The experiment consisted of passing a beam of silver atoms through a magnetic field. When this was done, it split into two beams because the electrons that had an upward spin and those that had a downward spin created their own magnetic fields. The stern and Gerlach experiment determined the presence of electron spin, and thus necessitated the Ms quantum number

Clarice Chui 2C
Posts: 101
Joined: Fri Aug 30, 2019 12:16 am

Re: Stern & Gerlach Experiment

Postby Clarice Chui 2C » Sun Oct 20, 2019 9:46 pm

^ Just to add, m sub s can either be +1/2 or -1/2. If it is positive, the electron is spin up and if it is negative, the electron is spin down.

Sean Sugai 4E
Posts: 56
Joined: Wed Sep 11, 2019 12:17 am

Re: Stern & Gerlach Experiment

Postby Sean Sugai 4E » Sun Oct 20, 2019 9:56 pm

In this experiment, Stern and Gerlach initially pushed a narrow stream of silver atoms through a magnet to determine if the magnetic field would push atoms by different degrees based on the orientation of the electron's spin. This is what they observed at first, but it proved to be misleading since atoms collide with each other as they're being pushed through the beam, resulting in atoms being moved in different directions and giving the illusions that they're moving based on the electron's orientation.

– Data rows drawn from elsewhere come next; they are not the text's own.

pub fn jobs(envelope: &ResponseEnvelope) -> Result<Vec<Job>> {
    let kind = ResponseKind::Jobs;
    let base = container(envelope, kind, "jobs")?;
    collection(base, kind, "job", |e| parse_job(e, kind))
}

pub fn job(envelope: &ResponseEnvelope) -> Result<Job> {
    first(jobs(envelope)?, "job")
}

pub fn projects(envelope: &ResponseEnvelope) -> Result<Vec<Project>> {
    let kind = ResponseKind::Projects;
    let base = container(envelope, kind, "projects")?;
    collection(base, kind, "project", parse_project)
}

/// A single project, from either a `<projects>` collection or a bare `<project>`
pub fn project(envelope: &ResponseEnvelope) -> Result<Project> {
    let root = envelope.root();
    if root.find("projects").is_some() {
        return first(projects(envelope)?, "project");
    }
    match root.find("project") {
        Some(element) => parse_project(element),
        None => Err(ClientError::shape(ResponseKind::Project.as_str(), "projects")),
    }
}

pub fn job_import_status(envelope: &ResponseEnvelope) -> Result<ImportStatus> {
    let root = envelope.root();
    let group = |tag: &str| -> Vec<Fields> {
        root.find(tag)
            .map(|g| g.find_all("job").map(node_to_mapping).collect())
            .unwrap_or_default()
    };

    Ok(ImportStatus {
        succeeded: group("succeeded"),
        failed: group("failed"),
        skipped: group("skipped"),
    })
}

pub fn jobs_delete(envelope: &ResponseEnvelope) -> Result<DeleteJobsResult> {
    let kind = ResponseKind::JobsDelete;
    let base = container(envelope, kind, "deleteJobs")?;

    let outcome = |tag: &str| -> Result<Option<DeleteOutcome>> {
        let Some(group) = base.find(tag) else {
            return Ok(None);
        };
        let count = group
            .attr("count")
            .ok_or_else(|| ClientError::missing(kind.as_str(), format!("{}/count", tag)))?;
        Ok(Some(DeleteOutcome {
            count: parse_number(kind, "count", count)?,
            jobs: group.find_all("deleteJobResult").map(node_to_mapping).collect(),
        }))
    };

    let request_count = base
        .attr("requestCount")
        .ok_or_else(|| ClientError::missing(kind.as_str(), "requestCount"))?;

    Ok(DeleteJobsResult {
        request_count: parse_number(kind, "requestCount", request_count)?,
        all_successful: base.attr("allsuccessful") == Some("true"),
        succeeded: outcome("succeeded")?,
        failed: outcome("failed")?,
    })
}

pub fn execution_abort(envelope: &ResponseEnvelope) -> Result<AbortResult> {
    let kind = ResponseKind::ExecutionAbort;
    let abort = container(envelope, kind, "abort")?;
    let status = abort
        .attr("status")
        .ok_or_else(|| ClientError::missing(kind.as_str(), "status"))?;

    let execution = abort.find("execution");
    let execution_id = execution
        .and_then(|e| e.attr("id"))
        .map(|id| parse_number(kind, "execution/id", id))
        .transpose()?;

    Ok(AbortResult {
        status: status.to_string(),
        reason: abort.attr("reason").map(str::to_string),
        execution_id,
        execution_status: execution
            .and_then(|e| e.attr("status"))
            .map(ExecutionStatus::from),
    })
}

/// Id of an execution started by an adhoc run
pub fn run_execution(envelope: &ResponseEnvelope) -> Result<u64> {
    let kind = ResponseKind::RunExecution;
    let execution = container(envelope, kind, "execution")?;
    let id = execution
        .attr("id")
        .ok_or_else(|| ClientError::missing(kind.as_str(), "id"))?;
    parse_number(kind, "id", id)
}

/// Nodes from a resource document
///
/// The document is either a bare `<project>` root or an envelope wrapping one.
/// An error reply is raised rather than read as an empty node list.
pub fn project_resources(envelope: &ResponseEnvelope) -> Result<Vec<Node>> {
    if envelope.is_error_reply() {
        return Err(ClientError::RemoteOperation {
            message: envelope.message().to_string(),
            envelope: Box::new(envelope.clone()),
        });
    }

    let root = envelope.root();
    let base = if root.tag() == "project" {
        root
    } else {
        required_child(root, ResponseKind::ProjectResources, "project")?
    };
    base.find_all("node").map(node_xml::parse_node).collect()
}

pub fn success_message(envelope: &ResponseEnvelope) -> SuccessMessage {
    SuccessMessage {
        success: envelope.success(),
        message: envelope.message().to_string(),
    }
}

pub fn events(envelope: &ResponseEnvelope) -> Result<Vec<Event>> {
    let kind = ResponseKind::Events;
    let base = container(envelope, kind, "events")?;
    collection(base, kind, "event", parse_event)
}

As a result, Stern and Gerlach used a less dense beam of silver atoms to reduce the number of collisions in the beam, which resulted in only two narrow and opposite bands. This indicated that electron's have a spin and the opposite bands demonstrated that electrons can only have two orientations: up and down. The spin states are represented by a fourth quantum number, the spin magnetic quantum number, or Ms, which can only have two values: +0.5 (up spin) and -0.5 (down spin).